Dr Sean Lim

A scientist at the Centre for Cancer Immunology has been awarded £1.65million to expand her research into ways the immune system can be harnessed and boosted to destroy cancer cells.

Associate Professor Dr Sean Lim is part of the University of Southampton’s Antibody and Vaccine Group at the Centre and investigates ways antibodies can be designed and engineered to recognise specific proteins on the surface of cancer cells, thereby allowing researchers to use them as potential new treatments.

Her recent work found that a specific combination of antibodies – anti-CD27 and anti-CD20 – was highly effective in curing mice with lymphoma. The combination is now being tested in patients as part of a clinical trial (RiVa).

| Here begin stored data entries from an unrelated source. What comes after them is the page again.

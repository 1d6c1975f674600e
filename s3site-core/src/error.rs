use std::fmt;
use std::path::PathBuf;
use std::time::Duration;

use crate::contract::{BoxError, StoreError};

/// Observed state of the remote bucket.
#[derive(Debug, Clone, Copy, PartialEq, Eq)]
pub enum Existence {
    Exists,
    NotFound,
}

impl fmt::Display for Existence {
    fn fmt(&self, f: &mut fmt::Formatter<'_>) -> fmt::Result {
        match self {
            Existence::Exists => f.write_str("existing"),
            Existence::NotFound => f.write_str("absent"),
        }
    }
}

/// Every failure a deploy, or one of its steps, can report.
#[derive(Debug, thiserror::Error)]
pub enum DeployError {
    #[error("invalid configuration: {0}")]
    InvalidConfig(String),

    #[error("bucket '{bucket}' not found")]
    NotFound { bucket: String },

    #[error("{operation} failed for bucket '{bucket}': {source}")]
    Remote {
        operation: &'static str,
        bucket: String,
        #[source]
        source: BoxError,
    },

    #[error("local I/O error at {}: {source}", .path.display())]
    LocalIo {
        path: PathBuf,
        #[source]
        source: std::io::Error,
    },

    #[error("unsupported filesystem entry at {}", .path.display())]
    UnsupportedEntry { path: PathBuf },

    #[error("path {} cannot be mapped to an object key", .path.display())]
    InvalidKey { path: PathBuf },

    #[error("bucket '{bucket}' did not become {expected} within {waited:?}")]
    NotConverged {
        bucket: String,
        expected: Existence,
        waited: Duration,
    },

    #[error("operation cancelled")]
    Cancelled,

    #[error("deploy timed out after {0:?}")]
    TimedOut(Duration),
}

impl DeployError {
    /// Attach operation and bucket context to a storage error.
    pub(crate) fn store(operation: &'static str, bucket: &str, err: StoreError) -> Self {
        match err {
            StoreError::NotFound => DeployError::NotFound {
                bucket: bucket.to_string(),
            },
            StoreError::Remote(source) => DeployError::Remote {
                operation,
                bucket: bucket.to_string(),
                source,
            },
        }
    }

    pub(crate) fn local_io(path: impl Into<PathBuf>, source: std::io::Error) -> Self {
        DeployError::LocalIo {
            path: path.into(),
            source,
        }
    }

    pub fn is_not_found(&self) -> bool {
        matches!(self, DeployError::NotFound { .. })
    }
}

The new funding, from Cancer Research UK, which comes as an Advanced Clinician Scientist Fellowship, will allow Dr Lim to expand this study.

Dr Lim said: “This project will expand on the RiVa trial to look at a wider variety of antibodies which could have similar effects in stimulating immune cells. We will also look further than just lymphoma, branching into solid tumour cancers, including breast and colon cancers.”

The grant will also allow Dr Lim to develop a novel technology called CITE-seq, which is capable of simultaneous measurement of RNA and proteins from single cells.

She added: “This will enable us to scrutinise the effects of the antibodies on the tumour and surrounding immune system in tremendous detail. The main aim is to get better, broader information about the tumour microenvironment and the number immune cells present within it, to see how the immune system is responding to combination antibody treatments. This knowledge is imperative for the success of the next antibody trials we design.”

The research will be carried out at the Centre for Cancer Immunology, where Dr Lim is based, but will involve multiple local, national and international collaborators, including the New York Genome Centre.